_To do_: For the entries below, repeat exactly each line starting with the one that contains "sort_pair(p, 5, 23);" and going on through the one that contains "sort_pair(p, 6, 17);", and no others.

---- Material shown

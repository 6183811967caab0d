//! Fixed-size median selection networks.
//!
//! Each function runs a fixed, input-independent sequence of
//! compare-and-swap operations, so the cost of a median extraction is
//! determined entirely by the window size — no data-dependent branching,
//! no allocation. The sequences come from N. Devillard's 1998 collection
//! of optimised median search networks (med3/5/7 from
//! sci.image.processing, med9 from XILINX XCELL vol. 23, med25 from
//! Graphics Gems) and the even-length network of Havlicek, Sakady and
//! Katz for med6. The operation ORDER is load-bearing; do not reorder or
//! "simplify" these into a sort.
//!
//! ## Side effect
//!
//! The input array is permuted in place: after the call the median
//! occupies its defined slot, but the remaining elements are only
//! partially ordered. Callers must not assume a sorted array afterward.

/// Compare-and-swap: leaves the smaller value at index `a`.
#[inline]
fn sort_pair(p: &mut [i32], a: usize, b: usize) {
    if p[a] > p[b] {
        p.swap(a, b);
    }
}

/// Median of 3. Leaves the median in slot 1.
pub fn median3(p: &mut [i32; 3]) -> i32 {
    sort_pair(p, 0, 1);
    sort_pair(p, 1, 2);
    sort_pair(p, 0, 1);
    p[1]
}

/// Median of 5. Leaves the median in slot 2.
pub fn median5(p: &mut [i32; 5]) -> i32 {
    sort_pair(p, 0, 1);
    sort_pair(p, 3, 4);
    sort_pair(p, 0, 3);
    sort_pair(p, 1, 4);
    sort_pair(p, 1, 2);
    sort_pair(p, 2, 3);
    sort_pair(p, 1, 2);
    p[2]
}

/// Median of 6: the arithmetic mean of the two central order statistics
/// (lower median lands in slot 2, upper in slot 3).
pub fn median6(p: &mut [i32; 6]) -> f32 {
    sort_pair(p, 1, 2);
    sort_pair(p, 3, 4);
    sort_pair(p, 0, 1);
    sort_pair(p, 2, 3);
    sort_pair(p, 4, 5);
    sort_pair(p, 1, 2);
    sort_pair(p, 3, 4);
    sort_pair(p, 0, 1);
    sort_pair(p, 2, 3);
    sort_pair(p, 4, 5);
    sort_pair(p, 1, 2);
    sort_pair(p, 3, 4);
    (p[2] + p[3]) as f32 * 0.5
}

/// Median of 7. Leaves the median in slot 3.
pub fn median7(p: &mut [i32; 7]) -> i32 {
    sort_pair(p, 0, 5);
    sort_pair(p, 0, 3);
    sort_pair(p, 1, 6);
    sort_pair(p, 2, 4);
    sort_pair(p, 0, 1);
    sort_pair(p, 3, 5);
    sort_pair(p, 2, 6);
    sort_pair(p, 2, 3);
    sort_pair(p, 3, 6);
    sort_pair(p, 4, 5);
    sort_pair(p, 1, 4);
    sort_pair(p, 1, 3);
    sort_pair(p, 3, 4);
    p[3]
}

/// Median of 9. Leaves the median in slot 4.
///
/// The last three exchanges run "backwards" (higher index first); that
/// is part of the published network, not a typo.
pub fn median9(p: &mut [i32; 9]) -> i32 {
    sort_pair(p, 1, 2);
    sort_pair(p, 4, 5);
    sort_pair(p, 7, 8);
    sort_pair(p, 0, 1);
    sort_pair(p, 3, 4);
    sort_pair(p, 6, 7);
    sort_pair(p, 1, 2);
    sort_pair(p, 4, 5);
    sort_pair(p, 7, 8);
    sort_pair(p, 0, 3);
    sort_pair(p, 5, 8);
    sort_pair(p, 4, 7);
    sort_pair(p, 3, 6);
    sort_pair(p, 1, 4);
    sort_pair(p, 2, 5);
    sort_pair(p, 4, 7);
    sort_pair(p, 4, 2);
    sort_pair(p, 6, 4);
    sort_pair(p, 4, 2);
    p[4]
}

/// Median of 25. Leaves the median in slot 12.
pub fn median25(p: &mut [i32; 25]) -> i32 {
    sort_pair(p, 0, 1);
    sort_pair(p, 3, 4);
    sort_pair(p, 2, 4);
    sort_pair(p, 2, 3);
    sort_pair(p, 6, 7);
    sort_pair(p, 5, 7);
    sort_pair(p, 5, 6);
    sort_pair(p, 9, 10);
    sort_pair(p, 8, 10);
    sort_pair(p, 8, 9);
    sort_pair(p, 12, 13);
    sort_pair(p, 11, 13);
    sort_pair(p, 11, 12);
    sort_pair(p, 15, 16);
    sort_pair(p, 14, 16);
    sort_pair(p, 14, 15);
    sort_pair(p, 18, 19);
    sort_pair(p, 17, 19);
    sort_pair(p, 17, 18);
    sort_pair(p, 21, 22);
    sort_pair(p, 20, 22);
    sort_pair(p, 20, 21);
    sort_pair(p, 23, 24);
    sort_pair(p, 2, 5);
    sort_pair(p, 3, 6);
    sort_pair(p, 0, 6);
    sort_pair(p, 0, 3);
    sort_pair(p, 4, 7);
    sort_pair(p, 1, 7);
    sort_pair(p, 1, 4);
    sort_pair(p, 11, 14);
    sort_pair(p, 8, 14);
    sort_pair(p, 8, 11);
    sort_pair(p, 12, 15);
    sort_pair(p, 9, 15);
    sort_pair(p, 9, 12);
    sort_pair(p, 13, 16);
    sort_pair(p, 10, 16);
    sort_pair(p, 10, 13);
    sort_pair(p, 20, 23);
    sort_pair(p, 17, 23);
    sort_pair(p, 17, 20);
    sort_pair(p, 21, 24);
    sort_pair(p, 18, 24);
    sort_pair(p, 18, 21);
    sort_pair(p, 19, 22);
    sort_pair(p, 8, 17);
    sort_pair(p, 9, 18);
    sort_pair(p, 0, 18);
    sort_pair(p, 0, 9);
    sort_pair(p, 10, 19);
    sort_pair(p, 1, 19);
    sort_pair(p, 1, 10);
    sort_pair(p, 11, 20);
    sort_pair(p, 2, 20);
    sort_pair(p, 2, 11);
    sort_pair(p, 12, 21);
    sort_pair(p, 3, 21);
    sort_pair(p, 3, 12);
    sort_pair(p, 13, 22);
    sort_pair(p, 4, 22);
    sort_pair(p, 4, 13);
    sort_pair(p, 14, 23);
    sort_pair(p, 5, 23);
    sort_pair(p, 5, 14);
    sort_pair(p, 15, 24);
    sort_pair(p, 6, 24);
    sort_pair(p, 6, 15);
    sort_pair(p, 7, 16);
    sort_pair(p, 7, 19);
    sort_pair(p, 13, 21);
    sort_pair(p, 15, 23);
    sort_pair(p, 7, 13);
    sort_pair(p, 7, 15);
    sort_pair(p, 1, 9);
    sort_pair(p, 3, 11);
    sort_pair(p, 5, 17);
    sort_pair(p, 11, 17);
    sort_pair(p, 9, 17);
    sort_pair(p, 4, 10);
    sort_pair(p, 6, 12);
    sort_pair(p, 7, 14);
    sort_pair(p, 4, 6);
    sort_pair(p, 4, 7);
    sort_pair(p, 12, 14);
    sort_pair(p, 10, 14);
    sort_pair(p, 6, 7);
    sort_pair(p, 10, 12);
    sort_pair(p, 6, 10);
    sort_pair(p, 6, 17);
    sort_pair(p, 12, 17);
    sort_pair(p, 7, 17);
    sort_pair(p, 7, 10);
    sort_pair(p, 12, 18);
    sort_pair(p, 7, 12);
    sort_pair(p, 10, 18);
    sort_pair(p, 12, 20);
    sort_pair(p, 10, 20);
    sort_pair(p, 10, 12);
    p[12]
}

--------

_Answer to this problem_:
    sort_pair(p, 5, 23);
    sort_pair(p, 5, 14);
    sort_pair(p, 15, 24);
    sort_pair(p, 6, 24);
    sort_pair(p, 6, 15);
    sort_pair(p, 7, 16);
    sort_pair(p, 7, 19);
    sort_pair(p, 13, 21);
    sort_pair(p, 15, 23);
    sort_pair(p, 7, 13);
    sort_pair(p, 7, 15);
    sort_pair(p, 1, 9);
    sort_pair(p, 3, 11);
    sort_pair(p, 5, 17);
    sort_pair(p, 11, 17);
    sort_pair(p, 9, 17);
    sort_pair(p, 4, 10);
    sort_pair(p, 6, 12);
    sort_pair(p, 7, 14);
    sort_pair(p, 4, 6);
    sort_pair(p, 4, 7);
    sort_pair(p, 12, 14);
    sort_pair(p, 10, 14);
    sort_pair(p, 6, 7);
    sort_pair(p, 10, 12);
    sort_pair(p, 6, 10);
    sort_pair(p, 6, 17);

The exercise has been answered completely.